Che cosa fa e che cosa non fa la chirurgia dello strabismo
Pubblicato il: 27 luglio 2026
In sintesi
La chirurgia dello strabismo è un intervento di allineamento: si modifica la posizione dei muscoli perché gli assi visivi risultino paralleli. Non cura l'ambliopia e non alza l'acuità dell'occhio debole. Per questo di solito si affrontano prima il difetto di refrazione e l'ambliopia, e l'allineamento si discute dopo. Imparare a usare i due occhi insieme resta un percorso a parte anche dopo l'operazione.
Strabismo e occhio pigro vengono nominati insieme così spesso che l'intervento viene frainteso altrettanto spesso. La domanda più frequente dei genitori è se operare farà sparire anche l'ambliopia.
La risposta breve è no. La chirurgia cambia dove guardano gli occhi, non quanto vedono. Questo articolo spiega la differenza e perché l'ordine dei passaggi conta. La decisione di operare si basa sempre sulla valutazione del vostro oculista.
Che cosa corregge esattamente l'intervento
Sei muscoli muovono ciascun occhio. Nello strabismo il loro equilibrio è alterato e un occhio non si dirige verso il punto che l'altro fissa. Il chirurgo ristabilisce quell'equilibrio spostando l'inserzione di un muscolo o accorciandolo.
Il risultato è una correzione dell'allineamento. Con gli occhi paralleli l'aspetto migliora, in alcuni bambini la diplopia scompare e si prepara il terreno perché il cervello unisca le due immagini.
Terreno è la parola chiave. L'allineamento è il presupposto della fusione, non la fusione stessa.
Perché non cura l'ambliopia
L'ambliopia riguarda le vie visive del cervello, non i muscoli. L'immagine dell'occhio debole è stata poco usata negli anni dello sviluppo, così il suo segnale è rimasto in secondo piano. Spostare un muscolo non rafforza quel segnale.
L'acuità quindi non sale da sola dopo l'intervento. Ciò che serviva per farla salire serve ancora: occhiali, penalizzazione o allenamento dicoptico.
Vale anche il contrario: trattare l'ambliopia non raddrizza automaticamente gli occhi. I due quadri convivono spesso nello stesso bambino, ma restano problemi distinti, ciascuno con la propria terapia.
Perché conta l'ordine
In genere si affrontano prima il difetto di refrazione e l'ambliopia, per due motivi.
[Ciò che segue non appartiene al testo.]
//! Storefront API Library
//!
//! Order and payment core for a storefront: cart resolution, stock
//! reservation, checkout and payment gateway reconciliation.
#![forbid(unsafe_code)]
#![deny(rust_2018_idioms)]
#![allow(elided_lifetimes_in_paths)]
#![warn(clippy::all, clippy::perf, clippy::dbg_macro)]

// Core modules
pub mod auth;
pub mod config;
pub mod db;
pub mod entities;
pub mod errors;
pub mod events;
pub mod handlers;
pub mod migrator;
pub mod openapi;
pub mod services;
pub mod tracing;

use axum::{
    extract::{FromRef, State},
    http::HeaderValue,
    response::Json,
    routing::get,
    Router,
};
use chrono::Utc;
use sea_orm::DatabaseConnection;
use serde::Serialize;
use serde_json::{json, Value};
use std::sync::Arc;
use tower_http::{
    compression::CompressionLayer,
    cors::{Any, CorsLayer},
};
use utoipa::ToSchema;

use crate::{
    auth::AuthConfig, config::AppConfig, events::EventSender,
    services::gateway::GatewayClient,
};

// App state definition
#[derive(Clone)]
pub struct AppState {
    pub db: Arc<DatabaseConnection>,
    pub config: Arc<AppConfig>,
    pub event_sender: Arc<EventSender>,
    pub gateway: Arc<GatewayClient>,
    pub auth: AuthConfig,
    pub services: handlers::AppServices,
}

impl AppState {
    /// Builds the state and every service from shared infrastructure.
    pub fn new(
        db: Arc<DatabaseConnection>,
        config: Arc<AppConfig>,
        event_sender: Arc<EventSender>,
        gateway: Arc<GatewayClient>,
    ) -> Self {
        let services = handlers::AppServices::new(
            db.clone(),
            gateway.clone(),
            config.clone(),
            event_sender.clone(),
        );
        Self {
            auth: AuthConfig::new(&config.jwt_secret),
            db,
            config,
            event_sender,
            gateway,
            services,
        }
    }
}

impl FromRef<AppState> for AuthConfig {
    fn from_ref(state: &AppState) -> Self {
        state.auth.clone()
    }
}

// Common response wrappers
#[derive(Serialize, ToSchema)]
pub struct ApiResponse<T> {
    pub success: bool,
    pub data: Option<T>,
    pub message: Option<String>,
    pub errors: Option<Vec<String>>,
    #[serde(skip_serializing_if = "Option::is_none")]
    pub meta: Option<ResponseMeta>,
}

#[derive(Serialize, ToSchema)]
pub struct ResponseMeta {
    #[serde(skip_serializing_if = "Option::is_none")]
    pub request_id: Option<String>,
    pub timestamp: String,
}

impl ResponseMeta {
    fn capture() -> Self {
        Self {
            request_id: crate::tracing::current_request_id().map(|rid| rid.as_str().to_string()),
            timestamp: Utc::now().to_rfc3339(),
        }
    }
}

/// One page of a list endpoint.
#[derive(Debug, Serialize, ToSchema)]
pub struct PaginatedResponse<T> {
    pub items: Vec<T>,
    pub total: u64,
    pub page: u64,
    pub per_page: u64,
    pub total_pages: u64,
}

impl<T> PaginatedResponse<T> {
    pub fn new(items: Vec<T>, total: u64, page: u64, per_page: u64) -> Self {
        let total_pages = if per_page == 0 {
            0
        } else {
            total.div_ceil(per_page)
        };
        Self {
            items,
            total,
            page,
            per_page,
            total_pages,
        }
    }
}

impl<T> ApiResponse<T> {
    pub fn success(data: T) -> Self {
        Self {
            success: true,
            data: Some(data),
            message: None,
            errors: None,
            meta: Some(ResponseMeta::capture()),
        }
    }

    pub fn error(message: String) -> Self {
        Self {
            success: false,
            data: None,
            message: Some(message),
            errors: None,
            meta: Some(ResponseMeta::capture()),
        }
    }

    pub fn validation_errors(errors: Vec<String>) -> Self {
        Self {
            success: false,
            data: None,
            message: Some("Validation failed".to_string()),
            errors: Some(errors),
            meta: Some(ResponseMeta::capture()),
        }
    }
}


/// Standard API result type for JSON responses
pub type ApiResult<T> = Result<Json<ApiResponse<T>>, errors::ServiceError>;

/// Routes served under `/api/v1`.
pub fn api_v1_routes() -> Router<AppState> {
    Router::new()
        .route("/status", get(api_status))
        .route("/health", get(health_check))
        .nest("/cart", handlers::cart::cart_routes())
        .nest("/orders", handlers::orders::order_routes())
        .nest("/payments", handlers::payments::payment_routes())
}

/// Full application router: API, Swagger UI and the HTTP middleware stack.
pub fn build_router(state: AppState) -> Router {
    let cors = cors_layer(&state.config);
    Router::<AppState>::new()
        .route("/", get(|| async { "storefront-api up" }))
        .nest("/api/v1", api_v1_routes())
        .merge(openapi::swagger_ui())
        .layer(crate::tracing::configure_http_tracing())
        .layer(CompressionLayer::new())
        .layer(cors)
        // Ensure every request carries a request id for traceability
        .layer(axum::middleware::from_fn(
            crate::tracing::request_id_middleware,
        ))
        .with_state(state)
}

fn cors_layer(config: &AppConfig) -> CorsLayer {
    let origins: Vec<HeaderValue> = config
        .cors_allowed_origins
        .as_deref()
        .unwrap_or_default()
        .split(',')
        .map(str::trim)
        .filter(|origin| !origin.is_empty())
        .filter_map(|origin| HeaderValue::from_str(origin).ok())
        .collect();

    if origins.is_empty() {
        ::tracing::info!("Using permissive CORS because explicit origins were not configured");
        CorsLayer::permissive()
    } else {
        CorsLayer::new()
            .allow_origin(origins)
            .allow_methods(Any)
            .allow_headers(Any)
    }
}

async fn api_status() -> ApiResult<Value> {
    let status_data = json!({
        "status": "ok",
        "version": env!("CARGO_PKG_VERSION"),
        "service": "storefront-api",
        "timestamp": Utc::now().to_rfc3339(),
    });

    Ok(Json(ApiResponse::success(status_data)))
}

async fn health_check(State(state): State<AppState>) -> ApiResult<Value> {
    let db_status = match db::check_connection(&state.db).await {
        Ok(()) => "healthy",
        Err(_) => "unhealthy",
    };

    Ok(Json(ApiResponse::success(json!({
        "status": db_status,
        "checks": { "database": db_status },
        "timestamp": Utc::now().to_rfc3339(),
    }))))
}

pub mod prelude {
    pub use crate::auth::{AdminUser, AuthUser, MaybeAuthUser};
    pub use crate::errors::*;
    pub use crate::services::*;
    pub use crate::{ApiResponse, AppState, PaginatedResponse};
}
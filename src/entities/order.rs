use async_trait::async_trait;
use chrono::{DateTime, Utc};
use rust_decimal::Decimal;
use sea_orm::entity::prelude::*;
use sea_orm::Set;
use serde::{Deserialize, Serialize};
use utoipa::ToSchema;
use uuid::Uuid;

#[derive(Clone, Debug, PartialEq, Eq, DeriveEntityModel, Serialize, Deserialize)]
#[sea_orm(table_name = "orders")]
pub struct Model {
    #[sea_orm(primary_key, auto_increment = false)]
    pub id: Uuid,
    #[sea_orm(nullable)]
    pub user_id: Option<Uuid>,
    /// Cart session token the order was placed from, for guest orders
    #[sea_orm(nullable)]
    pub session_id: Option<String>,
    pub shipping_address_id: Uuid,
    pub billing_address_id: Uuid,
    #[sea_orm(nullable, indexed)]
    pub payment_id: Option<Uuid>,

    pub email: String,
    pub first_name: String,
    pub last_name: String,
    pub country_code: String,
    pub phone_number: String,

    pub status: OrderStatus,
    pub shipping_method: String,
    #[sea_orm(column_type = "Decimal(Some((19, 4)))")]
    pub subtotal: Decimal,
    #[sea_orm(column_type = "Decimal(Some((19, 4)))")]
    pub tax: Decimal,
    #[sea_orm(column_type = "Decimal(Some((19, 4)))")]
    pub shipping_cost: Decimal,
    #[sea_orm(column_type = "Decimal(Some((19, 4)))")]
    pub discount: Decimal,
    #[sea_orm(column_type = "Decimal(Some((19, 4)))")]
    pub total: Decimal,
    #[sea_orm(nullable)]
    pub tracking_number: Option<String>,
    pub created_at: DateTime<Utc>,
    pub updated_at: DateTime<Utc>,
}

#[derive(Copy, Clone, Debug, EnumIter, DeriveRelation)]
pub enum Relation {
    #[sea_orm(has_many = "super::order_item::Entity")]
    OrderItem,
    #[sea_orm(
        belongs_to = "super::payment::Entity",
        from = "Column::PaymentId",
        to = "super::payment::Column::Id"
    )]
    Payment,
    #[sea_orm(
        belongs_to = "super::user::Entity",
        from = "Column::UserId",
        to = "super::user::Column::Id"
    )]
    User,
}

impl Related<super::order_item::Entity> for Entity {
    fn to() -> RelationDef {
        Relation::OrderItem.def()
    }
}

impl Related<super::payment::Entity> for Entity {
    fn to() -> RelationDef {
        Relation::Payment.def()
    }
}

impl Related<super::user::Entity> for Entity {
    fn to() -> RelationDef {
        Relation::User.def()
    }
}

#[async_trait]
impl ActiveModelBehavior for ActiveModel {
    async fn before_save<C>(mut self, _db: &C, insert: bool) -> Result<Self, DbErr>
    where
        C: ConnectionTrait,
    {
        if !insert {
            self.updated_at = Set(Utc::now());
        }
        Ok(self)
    }
}

/// Order lifecycle.
///
/// Checkout produces `awaiting_payment` and then `processing` once the gateway
/// accepted the charge. Users may cancel only before processing starts; admins
/// may set any status.
#[derive(
    Debug, Clone, Copy, PartialEq, Eq, Hash, Serialize, Deserialize, EnumIter, DeriveActiveEnum, ToSchema,
)]
#[sea_orm(rs_type = "String", db_type = "String(StringLen::N(20))")]
#[serde(rename_all = "snake_case")]
pub enum OrderStatus {
    #[sea_orm(string_value = "pending")]
    Pending,
    #[sea_orm(string_value = "awaiting_payment")]
    AwaitingPayment,
    #[sea_orm(string_value = "processing")]
    Processing,
    #[sea_orm(string_value = "shipped")]
    Shipped,
    #[sea_orm(string_value = "delivered")]
    Delivered,
    #[sea_orm(string_value = "completed")]
    Completed,
    #[sea_orm(string_value = "cancelled")]
    Cancelled,
}

impl OrderStatus {
    /// States from which a user-initiated cancellation is accepted.
    pub fn is_cancellable(self) -> bool {
        matches!(self, OrderStatus::Pending | OrderStatus::AwaitingPayment)
    }

    /// States a confirmed payment may advance into `processing` from.
    pub fn awaits_payment(self) -> bool {
        matches!(self, OrderStatus::Pending | OrderStatus::AwaitingPayment)
    }

    pub fn as_str(self) -> &'static str {
        match self {
            OrderStatus::Pending => "pending",
            OrderStatus::AwaitingPayment => "awaiting_payment",
            OrderStatus::Processing => "processing",
            OrderStatus::Shipped => "shipped",
            OrderStatus::Delivered => "delivered",
            OrderStatus::Completed => "completed",
            OrderStatus::Cancelled => "cancelled",
        }
    }
}

impl std::fmt::Display for OrderStatus {
    fn fmt(&self, f: &mut std::fmt::Formatter<'_>) -> std::fmt::Result {
        f.write_str(self.as_str())
    }
}

impl Model {
    /// `subtotal + tax + shipping_cost - discount`
    pub fn computed_total(&self) -> Decimal {
        order_total(self.subtotal, self.tax, self.shipping_cost, self.discount)
    }
}

pub fn order_total(subtotal: Decimal, tax: Decimal, shipping_cost: Decimal, discount: Decimal) -> Decimal {
    subtotal + tax + shipping_cost - discount
}
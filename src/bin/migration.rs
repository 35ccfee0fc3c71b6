use clap::{Parser, Subcommand};
use sea_orm::{ConnectOptions, Database};
use sea_orm_migration::MigratorTrait;
use std::time::Duration;
use tracing::info;

use storefront_api::migrator::Migrator;

#[derive(Parser)]
#[command(name = "migration", about = "Manage the storefront database schema", version)]
struct Cli {
    #[arg(
        long,
        env = "DATABASE_URL",
        default_value = "sqlite://storefront.db?mode=rwc",
        help = "Database connection URL"
    )]
    database_url: String,

    #[command(subcommand)]
    command: Option<Command>,
}

#[derive(Subcommand)]
enum Command {
    /// Apply pending migrations (default)
    Up {
        #[arg(long, help = "Apply at most this many migrations")]
        steps: Option<u32>,
    },
    /// Roll back applied migrations
    Down {
        #[arg(long, default_value_t = 1, help = "Number of migrations to roll back")]
        steps: u32,
    },
    /// Show which migrations are applied
    Status,
    /// Drop every table and re-apply all migrations
    Fresh,
}

#[tokio::main]
async fn main() -> anyhow::Result<()> {
    tracing_subscriber::fmt()
        .with_max_level(tracing::Level::INFO)
        .init();

    let cli = Cli::parse();
    info!("Connecting to database: {}", cli.database_url);

    let mut options = ConnectOptions::new(cli.database_url);
    options
        .max_connections(1)
        .min_connections(1)
        .connect_timeout(Duration::from_secs(10))
        .acquire_timeout(Duration::from_secs(10))
        .sqlx_logging(false);
    let db = Database::connect(options).await?;

    match cli.command.unwrap_or(Command::Up { steps: None }) {
        Command::Up { steps } => Migrator::up(&db, steps).await?,
        Command::Down { steps } => Migrator::down(&db, Some(steps)).await?,
        Command::Status => Migrator::status(&db).await?,
        Command::Fresh => Migrator::fresh(&db).await?,
    }

    info!("Migration command completed");
    Ok(())
}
Il primo è l'esotropia accomodativa: correggere l'ipermetropia elimina gran parte della deviazione, a volte tutta, e può rendere l'intervento superfluo.
Il secondo è che, man mano che la vista dell'occhio debole migliora, cresce la probabilità che il cervello usi davvero entrambi gli occhi. Un allineamento tiene meglio quando i due occhi vedono a livelli simili.
È una cornice generale, non una regola. Deviazioni di grande angolo o a esordio molto precoce possono anticipare la chirurgia. La decisione segue il tipo di deviazione e l'età del bambino.
Che cosa aspettarsi in pratica
Nei bambini l'intervento si esegue in anestesia generale e di solito si torna a casa in giornata. Rossore e sensazione di sabbia negli occhi possono durare qualche settimana.
Una diplopia passeggera nei primi giorni è frequente, mentre il cervello si adatta al nuovo assetto.
Una sola seduta non porta sempre al risultato completo. Poiché i muscoli rispondono in modo diverso da persona a persona, può restare una deviazione e si può parlare di un secondo intervento. È la variabilità propria di questa chirurgia, non un fallimento.
Dopo l'intervento è tutto finito?
L'allineamento sistema l'hardware, non il software. Con gli occhi ormai paralleli, il cervello deve ancora imparare a fondere le due immagini e a ricostruire la profondità, e in un occhio a lungo soppresso questo non accade da solo.
È qui che l'allenamento dicoptico trova il suo posto: fa lavorare i due occhi insieme e punta proprio alla cooperazione. Non sostituisce l'intervento, sfrutta la porta che ha aperto. Pianificate la sequenza con il medico.
I termini usati qui
- Chirurgia dello strabismo
- Intervento che allinea gli assi visivi spostando l'inserzione dei muscoli oculari o modificandone la tensione.
- Deviazione residua
- La deviazione che resta dopo l'intervento. I muscoli rispondono in modo diverso da persona a persona, perciò un allineamento completo in una sola seduta non è sempre possibile.
- Fusione
- L'unione da parte del cervello delle immagini dei due occhi in una sola. L'allineamento ne è il presupposto, non l'equivalente.